(Saved data entries)
^^^^

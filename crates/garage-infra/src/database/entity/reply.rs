//! Reply entity for SeaORM.

use sea_orm::Set;
use sea_orm::entity::prelude::*;

#[derive(Clone, Debug, PartialEq, Eq, DeriveEntityModel)]
#[sea_orm(table_name = "replies")]
pub struct Model {
    #[sea_orm(primary_key, auto_increment = false)]
    pub id: Uuid,
    pub post_id: Uuid,
    pub user_id: Uuid,
    #[sea_orm(column_type = "Text")]
    pub content: String,
    pub is_best_answer: bool,
    pub created_at: DateTimeWithTimeZone,
    pub updated_at: DateTimeWithTimeZone,
}

#[derive(Copy, Clone, Debug, EnumIter, DeriveRelation)]
pub enum Relation {
    #[sea_orm(
        belongs_to = "super::post::Entity",
        from = "Column::PostId",
        to = "super::post::Column::Id",
        on_update = "Cascade",
        on_delete = "Cascade"
    )]
    Post,
    #[sea_orm(
        belongs_to = "super::user::Entity",
        from = "Column::UserId",
        to = "super::user::Column::Id",
        on_update = "Cascade",
        on_delete = "Cascade"
    )]
    User,
}

impl Related<super::post::Entity> for Entity {
    fn to() -> RelationDef {
        Relation::Post.def()
    }
}

impl Related<super::user::Entity> for Entity {
    fn to() -> RelationDef {
        Relation::User.def()
    }
}

impl ActiveModelBehavior for ActiveModel {}

impl From<Model> for garage_core::domain::Reply {
    fn from(model: Model) -> Self {
        Self {
            id: model.id,
            post_id: model.post_id,
            user_id: model.user_id,
            content: model.content,
            is_best_answer: model.is_best_answer,
            created_at: model.created_at.into(),
            updated_at: model.updated_at.into(),
        }
    }
}

impl From<garage_core::domain::Reply> for ActiveModel {
    fn from(reply: garage_core::domain::Reply) -> Self {
        Self {
            id: Set(reply.id),
            post_id: Set(reply.post_id),
            user_id: Set(reply.user_id),
            content: Set(reply.content),
            is_best_answer: Set(reply.is_best_answer),
            created_at: Set(reply.created_at.into()),
            updated_at: Set(reply.updated_at.into()),
        }
    }
}
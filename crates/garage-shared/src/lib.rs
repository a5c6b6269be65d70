//! # Garage Shared
//!
//! Wire types shared by the API server and the chat client.

pub mod dto;
pub mod response;

pub use response::{ApiResponse, ErrorResponse};
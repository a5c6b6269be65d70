//! In-memory rate limiter using governor crate.

use std::num::NonZeroU32;
use std::time::Duration;

use governor::clock::{Clock, DefaultClock};
use governor::middleware::StateInformationMiddleware;
use governor::state::keyed::DefaultKeyedStateStore;
use governor::{Quota, RateLimiter as GovernorRateLimiter};

use garage_core::ports::{RateLimitError, RateLimitResult, RateLimiter};

type KeyedRateLimiter = GovernorRateLimiter<
    String,
    DefaultKeyedStateStore<String>,
    DefaultClock,
    StateInformationMiddleware,
>;

/// In-memory rate limiter configuration.
#[derive(Debug, Clone)]
pub struct RateLimitConfig {
    /// Maximum requests per window.
    pub max_requests: u32,
    /// Window duration.
    pub window: Duration,
}

impl Default for RateLimitConfig {
    fn default() -> Self {
        Self {
            max_requests: 100,
            window: Duration::from_secs(60),
        }
    }
}

impl RateLimitConfig {
    pub fn from_env() -> Self {
        let defaults = Self::default();
        Self {
            max_requests: std::env::var("RATE_LIMIT_MAX_REQUESTS")
                .ok()
                .and_then(|s| s.parse().ok())
                .unwrap_or(defaults.max_requests),
            window: std::env::var("RATE_LIMIT_WINDOW_SECS")
                .ok()
                .and_then(|s| s.parse().ok())
                .map(Duration::from_secs)
                .unwrap_or(defaults.window),
        }
    }

    fn quota(&self) -> Quota {
        let burst = NonZeroU32::new(self.max_requests).unwrap_or(NonZeroU32::MIN);
        Quota::with_period(self.window / burst.get())
            .map(|q| q.allow_burst(burst))
            .unwrap_or_else(|| Quota::per_minute(burst))
    }
}

/// Per-key rate limiter using the GCRA algorithm.
///
/// Note: Limits are per-process, not distributed across instances.
pub struct InMemoryRateLimiter {
    limiter: KeyedRateLimiter,
    clock: DefaultClock,
}

impl InMemoryRateLimiter {
    pub fn new(config: RateLimitConfig) -> Self {
        let limiter =
            GovernorRateLimiter::keyed(config.quota()).with_middleware::<StateInformationMiddleware>();

        Self {
            limiter,
            clock: DefaultClock::default(),
        }
    }

    pub fn from_env() -> Self {
        Self::new(RateLimitConfig::from_env())
    }

    /// Drop state for keys that are back at full capacity.
    pub fn retain_recent(&self) {
        self.limiter.retain_recent();
    }
}

impl RateLimiter for InMemoryRateLimiter {
    fn check(&self, key: &str) -> Result<RateLimitResult, RateLimitError> {
        match self.limiter.check_key(&key.to_string()) {
            Ok(snapshot) => Ok(RateLimitResult {
                allowed: true,
                remaining: snapshot.remaining_burst_capacity(),
                reset_after: Duration::ZERO,
            }),
            Err(not_until) => Ok(RateLimitResult {
                allowed: false,
                remaining: 0,
                reset_after: not_until.wait_time_from(self.clock.now()),
            }),
        }
    }
}

#[cfg(test)]
mod tests {
    use super::*;

    fn limiter(max_requests: u32) -> InMemoryRateLimiter {
        InMemoryRateLimiter::new(RateLimitConfig {
            max_requests,
            window: Duration::from_secs(60),
        })
    }

    #[test]
    fn test_blocks_after_burst() {
        let limiter = limiter(3);

        for _ in 0..3 {
            assert!(limiter.check("10.0.0.1").unwrap().allowed);
        }

        let denied = limiter.check("10.0.0.1").unwrap();
        assert!(!denied.allowed);
        assert_eq!(denied.remaining, 0);
        assert!(denied.reset_after > Duration::ZERO);
    }

    #[test]
    fn test_keys_are_independent() {
        let limiter = limiter(1);

        assert!(limiter.check("10.0.0.1").unwrap().allowed);
        assert!(!limiter.check("10.0.0.1").unwrap().allowed);
        assert!(limiter.check("10.0.0.2").unwrap().allowed);
    }

    #[test]
    fn test_remaining_counts_down() {
        let limiter = limiter(5);

        assert_eq!(limiter.check("k").unwrap().remaining, 4);
        assert_eq!(limiter.check("k").unwrap().remaining, 3);
    }

    #[test]
    fn test_zero_max_requests_still_allows_one() {
        let limiter = limiter(0);
        assert!(limiter.check("k").unwrap().allowed);
    }
}
//! Request ID middleware - propagates or generates `X-Request-ID`.

use actix_web::{
    Error, HttpMessage,
    dev::{Service, ServiceRequest, ServiceResponse, Transform, forward_ready},
    http::header::{HeaderName, HeaderValue},
};
use std::future::{Future, Ready, ready};
use std::pin::Pin;
use tracing::Instrument;
use uuid::Uuid;

/// Header name for request ID.
pub static REQUEST_ID_HEADER: &str = "X-Request-ID";

const MAX_REQUEST_ID_LEN: usize = 128;

/// Middleware that tags each request with an ID.
///
/// A client-supplied ID is reused when it is short printable ASCII;
/// otherwise a fresh UUID is generated. The ID is echoed in the response.
pub struct RequestIdMiddleware;

impl<S, B> Transform<S, ServiceRequest> for RequestIdMiddleware
where
    S: Service<ServiceRequest, Response = ServiceResponse<B>, Error = Error>,
    S::Future: 'static,
    B: 'static,
{
    type Response = ServiceResponse<B>;
    type Error = Error;
    type Transform = RequestIdService<S>;
    type InitError = ();
    type Future = Ready<Result<Self::Transform, Self::InitError>>;

    fn new_transform(&self, service: S) -> Self::Future {
        ready(Ok(RequestIdService { service }))
    }
}

pub struct RequestIdService<S> {
    service: S,
}

fn acceptable(id: &str) -> bool {
    !id.is_empty() && id.len() <= MAX_REQUEST_ID_LEN && id.bytes().all(|b| b.is_ascii_graphic())
}

impl<S, B> Service<ServiceRequest> for RequestIdService<S>
where
    S: Service<ServiceRequest, Response = ServiceResponse<B>, Error = Error>,
    S::Future: 'static,
    B: 'static,
{
    type Response = ServiceResponse<B>;
    type Error = Error;
    type Future = Pin<Box<dyn Future<Output = Result<Self::Response, Self::Error>>>>;

    forward_ready!(service);

    fn call(&self, req: ServiceRequest) -> Self::Future {
        let request_id = req
            .headers()
            .get(REQUEST_ID_HEADER)
            .and_then(|v| v.to_str().ok())
            .filter(|v| acceptable(v))
            .map(String::from)
            .unwrap_or_else(|| Uuid::new_v4().to_string());

        req.extensions_mut().insert(RequestId(request_id.clone()));

        let span = tracing::info_span!("request", request_id = %request_id);
        let fut = span.in_scope(|| self.service.call(req));

        Box::pin(
            async move {
                let mut res = fut.await?;

                if let Ok(value) = HeaderValue::from_str(&request_id) {
                    res.headers_mut()
                        .insert(HeaderName::from_static("x-request-id"), value);
                }

                Ok(res)
            }
            .instrument(span),
        )
    }
}

/// Request ID extractor for handlers.
#[derive(Debug, Clone)]
pub struct RequestId(pub String);

impl RequestId {
    pub fn as_str(&self) -> &str {
        &self.0
    }
}

impl actix_web::FromRequest for RequestId {
    type Error = actix_web::Error;
    type Future = Ready<Result<Self, Self::Error>>;

    fn from_request(req: &actix_web::HttpRequest, _: &mut actix_web::dev::Payload) -> Self::Future {
        let request_id = req
            .extensions()
            .get::<RequestId>()
            .cloned()
            .unwrap_or_else(|| RequestId(Uuid::new_v4().to_string()));

        ready(Ok(request_id))
    }
}

#[cfg(test)]
mod tests {
    use super::*;
    use actix_web::{App, HttpResponse, test, web};

    async fn echo(id: RequestId) -> HttpResponse {
        HttpResponse::Ok().body(id.as_str().to_string())
    }

    #[actix_web::test]
    async fn test_client_id_is_propagated() {
        let app = test::init_service(
            App::new()
                .wrap(RequestIdMiddleware)
                .route("/", web::get().to(echo)),
        )
        .await;

        let req = test::TestRequest::get()
            .uri("/")
            .insert_header((REQUEST_ID_HEADER, "lb-1234"))
            .to_request();
        let res = test::call_service(&app, req).await;

        assert_eq!(res.headers().get("x-request-id").unwrap(), "lb-1234");
        assert_eq!(test::read_body(res).await, "lb-1234");
    }

    #[actix_web::test]
    async fn test_oversized_id_is_replaced() {
        let app = test::init_service(
            App::new()
                .wrap(RequestIdMiddleware)
                .route("/", web::get().to(echo)),
        )
        .await;

        let req = test::TestRequest::get()
            .uri("/")
            .insert_header((REQUEST_ID_HEADER, "x".repeat(300)))
            .to_request();
        let res = test::call_service(&app, req).await;

        let id = res.headers().get("x-request-id").unwrap().to_str().unwrap();
        assert!(Uuid::parse_str(id).is_ok());
    }
}
//! Forum rules: posting, replying, moderation and the admin overview.

use std::sync::Arc;

use uuid::Uuid;

use crate::domain::{
    CategoryWithCount, ForumStats, Page, Post, PostDetails, PostQuery, Reply, ReplyDetails,
    UserRole,
};
use crate::error::DomainError;
use crate::ports::{
    BaseRepository, CategoryRepository, ChatLogRepository, PostRepository, ReplyRepository,
    UserRepository,
};

pub const MAX_TITLE_CHARS: usize = 200;
pub const MAX_IMAGE_BYTES: usize = 5 * 1024 * 1024;
const RECENT_LIMIT: u64 = 5;

/// The authenticated caller of an operation.
#[derive(Debug, Clone, Copy)]
pub struct Actor {
    pub user_id: Uuid,
    pub role: UserRole,
}

impl Actor {
    /// Authors always control their own content; staff control everything.
    fn can_manage(&self, owner_id: Uuid) -> bool {
        self.user_id == owner_id || self.role.can_moderate()
    }
}

#[derive(Debug, Clone, Default)]
pub struct NewPost {
    pub title: String,
    pub content: String,
    /// Category slug.
    pub category: String,
    pub image_url: Option<String>,
}

#[derive(Debug, Clone, Default)]
pub struct ListPosts {
    pub page: Option<u64>,
    pub limit: Option<u64>,
    pub category: Option<String>,
    pub search: Option<String>,
}

#[derive(Clone)]
pub struct ForumRepositories {
    pub users: Arc<dyn UserRepository>,
    pub categories: Arc<dyn CategoryRepository>,
    pub posts: Arc<dyn PostRepository>,
    pub replies: Arc<dyn ReplyRepository>,
    pub chat_logs: Arc<dyn ChatLogRepository>,
}

pub struct ForumService {
    repos: ForumRepositories,
}

impl ForumService {
    pub fn new(repos: ForumRepositories) -> Self {
        Self { repos }
    }

    pub async fn list_categories(&self) -> Result<Vec<CategoryWithCount>, DomainError> {
        Ok(self.repos.categories.list_with_counts().await?)
    }

    pub async fn list_posts(&self, params: ListPosts) -> Result<Page<PostDetails>, DomainError> {
        let mut query = PostQuery::new(params.page, params.limit);

        // An unknown slug is ignored rather than rejected.
        if let Some(slug) = params.category.as_deref().filter(|s| !s.is_empty()) {
            query.category_id = self
                .repos
                .categories
                .find_by_slug(slug)
                .await?
                .map(|c| c.id);
        }
        query.search = params
            .search
            .map(|s| s.trim().to_string())
            .filter(|s| !s.is_empty());

        Ok(self.repos.posts.list_published(&query).await?)
    }

    pub async fn get_post(&self, id: Uuid) -> Result<PostDetails, DomainError> {
        self.repos
            .posts
            .find_published_details(id)
            .await?
            .ok_or_else(|| DomainError::post_not_found(id))
    }

    pub async fn create_post(&self, actor: Actor, input: NewPost) -> Result<PostDetails, DomainError> {
        let title = input.title.trim();
        if title.is_empty() {
            return Err(DomainError::validation("タイトルは必須です"));
        }
        if title.chars().count() > MAX_TITLE_CHARS {
            return Err(DomainError::validation(
                "タイトルは200文字以内で入力してください",
            ));
        }
        if input.content.trim().is_empty() {
            return Err(DomainError::validation("内容は必須です"));
        }
        let slug = input.category.trim();
        if slug.is_empty() {
            return Err(DomainError::validation("カテゴリは必須です"));
        }
        let image_url = input.image_url.filter(|u| !u.trim().is_empty());
        if let Some(url) = image_url.as_deref() {
            validate_image_url(url)?;
        }

        let category = self
            .repos
            .categories
            .find_by_slug(slug)
            .await?
            .ok_or_else(|| DomainError::validation("無効なカテゴリです"))?;

        let author = self
            .repos
            .users
            .find_by_id(actor.user_id)
            .await?
            .ok_or(DomainError::Unauthorized)?;

        let post = Post::new(author.id, category.id, title.to_string(), input.content)
            .with_image_url(image_url);
        let post = self.repos.posts.insert(post).await?;

        tracing::info!(post_id = %post.id, category = %category.slug, "Post created");

        Ok(PostDetails {
            post,
            user: author.summary(),
            category: category.summary(),
            reply_count: 0,
        })
    }

    pub async fn delete_post(&self, actor: Actor, id: Uuid) -> Result<(), DomainError> {
        let post = self
            .repos
            .posts
            .find_by_id(id)
            .await?
            .ok_or_else(|| DomainError::post_not_found(id))?;

        if !actor.can_manage(post.user_id) {
            return Err(DomainError::Forbidden("削除権限がありません".to_string()));
        }

        self.repos.posts.delete_with_replies(id).await?;
        tracing::info!(post_id = %id, deleted_by = %actor.user_id, "Post deleted");
        Ok(())
    }

    pub async fn list_replies(&self, post_id: Uuid) -> Result<Vec<ReplyDetails>, DomainError> {
        self.require_published(post_id).await?;
        Ok(self.repos.replies.list_for_post(post_id).await?)
    }

    pub async fn create_reply(
        &self,
        actor: Actor,
        post_id: Uuid,
        content: String,
    ) -> Result<ReplyDetails, DomainError> {
        if content.trim().is_empty() {
            return Err(DomainError::validation("回答内容は必須です"));
        }

        self.require_published(post_id).await?;

        let author = self
            .repos
            .users
            .find_by_id(actor.user_id)
            .await?
            .ok_or(DomainError::Unauthorized)?;

        let reply = self
            .repos
            .replies
            .insert(Reply::new(post_id, author.id, content))
            .await?;

        tracing::info!(post_id = %post_id, reply_id = %reply.id, "Reply created");

        Ok(ReplyDetails {
            reply,
            user: author.summary(),
        })
    }

    pub async fn mark_best_answer(
        &self,
        actor: Actor,
        post_id: Uuid,
        reply_id: Uuid,
    ) -> Result<(), DomainError> {
        let post = self.require_published(post_id).await?;
        if !actor.can_manage(post.user_id) {
            return Err(DomainError::Forbidden(
                "ベストアンサーを選択する権限がありません".to_string(),
            ));
        }

        match self.repos.replies.find_by_id(reply_id).await? {
            Some(reply) if reply.post_id == post_id => {}
            _ => return Err(DomainError::reply_not_found(reply_id)),
        }

        self.repos.replies.mark_best_answer(post_id, reply_id).await?;
        tracing::info!(post_id = %post_id, reply_id = %reply_id, "Best answer selected");
        Ok(())
    }

    /// Dashboard counts for staff. Post figures cover published posts only.
    pub async fn stats(&self, actor: Actor) -> Result<ForumStats, DomainError> {
        if !actor.role.can_moderate() {
            return Err(DomainError::Forbidden("管理者権限が必要です".to_string()));
        }

        let published = self
            .repos
            .posts
            .list_published(&PostQuery::new(Some(1), Some(RECENT_LIMIT)))
            .await?;
        let reply_count = self.repos.replies.count().await?;

        Ok(ForumStats {
            user_count: self.repos.users.count().await?,
            post_count: published.total,
            reply_count,
            chat_count: self.repos.chat_logs.count().await?,
            avg_replies_per_post: average_replies(reply_count, published.total),
            recent_users: self.repos.users.recent(RECENT_LIMIT).await?,
            recent_posts: published.items,
        })
    }

    async fn require_published(&self, post_id: Uuid) -> Result<Post, DomainError> {
        match self.repos.posts.find_by_id(post_id).await? {
            Some(post) if post.is_published() => Ok(post),
            _ => Err(DomainError::post_not_found(post_id)),
        }
    }
}

/// Replies per published post, rounded to one decimal place.
fn average_replies(replies: u64, posts: u64) -> f64 {
    if posts == 0 {
        return 0.0;
    }
    (replies as f64 / posts as f64 * 10.0).round() / 10.0
}

fn validate_image_url(url: &str) -> Result<(), DomainError> {
    if let Some(rest) = url.strip_prefix("data:image/") {
        // base64 inflates by 4/3
        let payload = rest.split_once(',').map_or(rest, |(_, data)| data);
        if payload.len() / 4 * 3 > MAX_IMAGE_BYTES {
            return Err(DomainError::validation(
                "画像ファイルは5MB以下にしてください",
            ));
        }
        return Ok(());
    }
    if url.starts_with("https://") || url.starts_with("http://") {
        return Ok(());
    }
    Err(DomainError::validation("画像URLが不正です"))
}

#[cfg(test)]
mod tests {
    use super::*;

    #[test]
    fn test_actor_permissions() {
        let owner = Uuid::new_v4();
        let user = Actor {
            user_id: Uuid::new_v4(),
            role: UserRole::User,
        };
        let moderator = Actor {
            user_id: Uuid::new_v4(),
            role: UserRole::Moderator,
        };
        let author = Actor {
            user_id: owner,
            role: UserRole::User,
        };

        assert!(!user.can_manage(owner));
        assert!(moderator.can_manage(owner));
        assert!(author.can_manage(owner));
    }

    #[test]
    fn test_image_url_validation() {
        assert!(validate_image_url("https://cdn.example.com/a.jpg").is_ok());
        assert!(validate_image_url("data:image/png;base64,iVBORw0KGgo=").is_ok());
        assert!(validate_image_url("ftp://example.com/a.jpg").is_err());

        let huge = format!("data:image/png;base64,{}", "A".repeat(MAX_IMAGE_BYTES / 3 * 4 + 8));
        assert!(validate_image_url(&huge).is_err());
    }

    #[test]
    fn test_average_replies_rounds_to_one_decimal() {
        assert_eq!(average_replies(0, 0), 0.0);
        assert_eq!(average_replies(5, 0), 0.0);
        assert_eq!(average_replies(4, 3), 1.3);
        assert_eq!(average_replies(10, 4), 2.5);
    }
}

^^^^

TASK | Considering the entries above, how many lines contain "RequestIdMiddleware"? Give that number with nothing else.

YOUR RESPONSE | 4